Godwin is a contributor to The New York Times, and Vanity Fair, among other publications. In 2008 he wrote in the Times about the small islands of Likoma and Chizumulu on Lake Malawi, which are lacustrine exclaves of Malawi located in Mozambican territorial waters.[6] He has also reviewed books for The New York Times Book Review.[7]
In 2007, he called for the international community to "make it clear" to South African president Thabo Mbeki "that he, and the new South Africa, have a special moral obligation to help a nearby people who are oppressed and disenfranchised, having been assisted in its own struggle by just such pressure."[8] In 2008, Godwin suggested in The New York Times that the withdrawal of participating countries from the 2010 World Cup in South Africa might persuade Mbeki to use his country's economic power to draw Mugabe's rule in Zimbabwe "to an end in weeks rather than months."[9]
In 2012, Godwin was named President of PEN American Center, the largest branch of the world's oldest literary and human rights organisation.[10] On 20 March 2012, Peter Godwin, as the incoming President of PEN American Center, read poetry by the imprisoned, Liu Xiaobo, with outgoing PEN President, Kwame Anthony Appiah.[11]
Godwin is a member of the Council on Foreign Relations.[12] He has been a Guggenheim Fellow,[13] an Orwell Fellow,[14] and a MacDowell Fellow,[15] and has also taught writing at the New School, Princeton University, and Columbia University.[1]
Godwin's film The Industry of Death (1993) was an investigation of Thailand's sex industry.
In 1997, Godwin published Mukiwa: A White Boy in Africa.

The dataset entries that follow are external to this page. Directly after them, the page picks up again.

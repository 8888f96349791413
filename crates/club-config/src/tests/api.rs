use crate::Config;
use crate::tests::{EnvGuard, setup_config_dir};

use googletest::assert_that;
use googletest::prelude::{anything, contains_substring, err, ok};
use serial_test::serial;

// =========================================================================
// Validation Tests - Api
// =========================================================================

#[test]
#[serial]
fn given_timeout_zero_when_validate_then_error() {
    // Given
    let (_temp, _guard) = setup_config_dir();
    let _timeout = EnvGuard::set("CLUB_API_TIMEOUT_SECS", "0");

    // When
    let config = Config::load().unwrap();

    // Then
    assert_that!(config.validate(), err(anything()));
}

#[test]
#[serial]
fn given_timeout_over_max_when_validate_then_error() {
    // Given
    let (_temp, _guard) = setup_config_dir();
    let _timeout = EnvGuard::set("CLUB_API_TIMEOUT_SECS", "121");

    // When
    let config = Config::load().unwrap();

    // Then
    assert_that!(config.validate(), err(anything()));
}

#[test]
#[serial]
fn given_timeout_at_max_when_validate_then_ok() {
    // Given
    let (_temp, _guard) = setup_config_dir();
    let _timeout = EnvGuard::set("CLUB_API_TIMEOUT_SECS", "120");

    // When
    let config = Config::load().unwrap();

    // Then
    assert_that!(config.validate(), ok(anything()));
    assert_eq!(config.api.timeout(), std::time::Duration::from_secs(120));
}

#[test]
#[serial]
fn given_base_url_without_scheme_when_validate_then_error() {
    // Given
    let (_temp, _guard) = setup_config_dir();
    let _url = EnvGuard::set("CLUB_API_BASE_URL", "club.example.com");

    // When
    let config = Config::load().unwrap();
    let result = config.validate();

    // Then
    assert_that!(result, err(anything()));
    let err_msg = format!("{}", result.unwrap_err());
    assert_that!(err_msg, contains_substring("base_url"));
}

#[test]
#[serial]
fn given_login_path_without_leading_slash_when_validate_then_error() {
    // Given
    let (_temp, _guard) = setup_config_dir();
    let _path = EnvGuard::set("CLUB_API_LOGIN_PATH", "api/login");

    // When
    let config = Config::load().unwrap();

    // Then
    assert_that!(config.validate(), err(anything()));
}
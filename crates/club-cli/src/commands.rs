use clap::Subcommand;

#[derive(Subcommand, Debug, Clone, PartialEq, Eq)]
pub enum Commands {
    /// Sign in with email and password
    Login {
        #[arg(long)]
        email: String,
        #[arg(long)]
        password: String,
        /// Path to continue to after signing in
        #[arg(long)]
        from: Option<String>,
    },

    /// Sign out and forget the saved session
    Logout,

    /// Show the current session
    Whoami,

    /// Ask whether a path may be opened with the current session
    Visit { path: String },

    /// Update the signed-in member's profile
    Profile {
        #[arg(long)]
        name: Option<String>,
        #[arg(long)]
        email: Option<String>,
    },

    /// List the site's routes and their access requirements
    Routes,
}
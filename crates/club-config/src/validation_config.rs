use crate::{ConfigError, ConfigErrorResult};

use serde::Deserialize;

pub const MIN_MIN_PASSWORD_LENGTH: usize = 1;
pub const MAX_MIN_PASSWORD_LENGTH: usize = 128;
pub const DEFAULT_MIN_PASSWORD_LENGTH: usize = 6;

/// Client-side login form rules.
#[derive(Debug, Clone, Deserialize)]
#[serde(default)]
pub struct ValidationConfig {
    pub min_password_length: usize,
}

impl Default for ValidationConfig {
    fn default() -> Self {
        Self {
            min_password_length: DEFAULT_MIN_PASSWORD_LENGTH,
        }
    }
}

impl ValidationConfig {
    pub fn validate(&self) -> ConfigErrorResult<()> {
        if self.min_password_length < MIN_MIN_PASSWORD_LENGTH
            || self.min_password_length > MAX_MIN_PASSWORD_LENGTH
        {
            return Err(ConfigError::validation(format!(
                "validation.min_password_length must be {}-{}, got {}",
                MIN_MIN_PASSWORD_LENGTH, MAX_MIN_PASSWORD_LENGTH, self.min_password_length
            )));
        }
        Ok(())
    }
}
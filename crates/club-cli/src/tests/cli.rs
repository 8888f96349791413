use crate::{Cli, Commands};

use clap::Parser;

#[test]
fn given_visit_with_global_flags_when_parsed_then_fields_populated() {
    let cli = Cli::try_parse_from([
        "club",
        "visit",
        "/admin",
        "--server",
        "http://localhost:4000",
        "--pretty",
    ])
    .unwrap();

    assert_eq!(
        cli.command,
        Commands::Visit {
            path: "/admin".to_string()
        }
    );
    assert_eq!(cli.server.as_deref(), Some("http://localhost:4000"));
    assert!(cli.pretty);
    assert!(cli.storage_dir.is_none());
}

#[test]
fn given_login_with_from_when_parsed_then_redirect_target_kept() {
    let cli = Cli::try_parse_from([
        "club",
        "login",
        "--email",
        "ana@club.com",
        "--password",
        "secreto",
        "--from",
        "/biblioteca",
    ])
    .unwrap();

    assert_eq!(
        cli.command,
        Commands::Login {
            email: "ana@club.com".to_string(),
            password: "secreto".to_string(),
            from: Some("/biblioteca".to_string()),
        }
    );
}

#[test]
fn given_login_without_password_when_parsed_then_rejected() {
    let result = Cli::try_parse_from(["club", "login", "--email", "ana@club.com"]);

    assert!(result.is_err());
}
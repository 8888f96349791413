//! club - Reading club session client
//!
//! Keeps the member's session on disk between runs and gates the site's
//! views the same way the web client does.
//!
//! # Examples
//!
//! ```bash
//! # Sign in and continue to the library
//! club login --email ana@club.com --password secreto --from /biblioteca
//!
//! # Check whether the admin dashboard may be opened
//! club visit /admin --pretty
//!
//! # Sign out
//! club logout
//! ```

use club_cli::{App, Cli, CliErrorResult, Commands, logger};
use club_config::Config;

use std::process::ExitCode;

use clap::Parser;
use serde_json::Value;

#[tokio::main]
async fn main() -> ExitCode {
    let Cli {
        command,
        server,
        storage_dir,
        pretty,
    } = Cli::parse();

    match run(command, server, storage_dir).await {
        Ok(value) => print_json(&value, pretty),
        Err(e) => {
            eprintln!("Error: {e}");
            if let Some(hint) = e.recovery_hint() {
                eprintln!("Hint: {hint}");
            }
            ExitCode::FAILURE
        }
    }
}

async fn run(
    command: Commands,
    server: Option<String>,
    storage_dir: Option<String>,
) -> CliErrorResult<Value> {
    let mut config = Config::load()?;
    if let Some(server) = server {
        config.api.base_url = server;
    }
    if let Some(dir) = storage_dir {
        config.storage.dir = dir;
    }
    config.validate()?;

    logger::initialize(
        config.logging.level,
        config.log_file_path()?,
        config.logging.colored,
    )?;
    config.log_summary();

    let mut app = App::open(config)?;
    app.execute(command).await
}

fn print_json(value: &Value, pretty: bool) -> ExitCode {
    let output = if pretty {
        serde_json::to_string_pretty(value)
    } else {
        serde_json::to_string(value)
    };

    match output {
        Ok(json) => {
            println!("{json}");
            ExitCode::SUCCESS
        }
        Err(e) => {
            eprintln!("Error serializing response: {e}");
            ExitCode::FAILURE
        }
    }
}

A memoir about growing up in Southern Rhodesia in the 1960s and 1970s during the Rhodesian Bush War, it was described by the Boston Globe as "devastatingly brilliant" and "[o]ne of the best memoirs to come out of Africa."[16] The book won The Orwell Prize in 1997.[14]
In 2006, his second memoir, When a Crocodile Eats the Sun, was published.[17] It details the ebbing of his father's life, set to the backdrop of modern-day Zimbabwe, and his discovery of his father's Polish Jewish roots.
Godwin's book, The Fear: Robert Mugabe and the Martyrdom of Zimbabwe (2011),[18] chronicles the systematic campaign of murder and torture unleashed by Zimbabwe's autocratic ruler following his defeat at the polls. Godwin was interviewed by Terry Gross on Fresh Air (NPR) in March 2011 about the situation in Zimbabwe since the 2008 general election.[19]
The Fear was selected as a best book of 2011 by The New Yorker, The Economist, and Publishers Weekly.
Godwin's fourth memoir, Exit Wounds will be published in the second half of 2024.[20]
Godwin was married to Joanna Coles, living together in the Upper West Side of Manhattan with their sons, Thomas and Hugo, who as of November 2019 were aged 20 and 18 respectively, and with a dog, Phoebe.[21] His daughter, Holly, who was 25 years old as of November 2019, is based in the UK.[22] In July 2019, Coles filed for divorce from Godwin.